In this exercise, reproduce the whole listing exactly.

/---

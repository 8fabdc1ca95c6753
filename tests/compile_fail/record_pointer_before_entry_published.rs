// ABOUTME: Compile-fail test verifying the live pointer cannot be recorded early.
// ABOUTME: This test should fail to compile, validating promotion order.

use stagehand::deploy::{Engine, Promotion, Validated};
use stagehand::store::MemoryStore;

async fn try_early_record(promotion: Promotion<Validated>, engine: &Engine<'_, MemoryStore>) {
    // ERROR: record_pointer() method doesn't exist on Promotion<Validated>
    promotion.record_pointer(engine).await;
}

fn main() {}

\---

Solution to this problem =>
repository 8fabdc1ca95c6753
filename tests/compile_fail/record_pointer_before_entry_published.rs
// ABOUTME: Compile-fail test verifying the live pointer cannot be recorded early.
// ABOUTME: This test should fail to compile, validating promotion order.

use stagehand::deploy::{Engine, Promotion, Validated};
use stagehand::store::MemoryStore;

async fn try_early_record(promotion: Promotion<Validated>, engine: &Engine<'_, MemoryStore>) {
    // ERROR: record_pointer() method doesn't exist on Promotion<Validated>
    promotion.record_pointer(engine).await;
}

fn main() {}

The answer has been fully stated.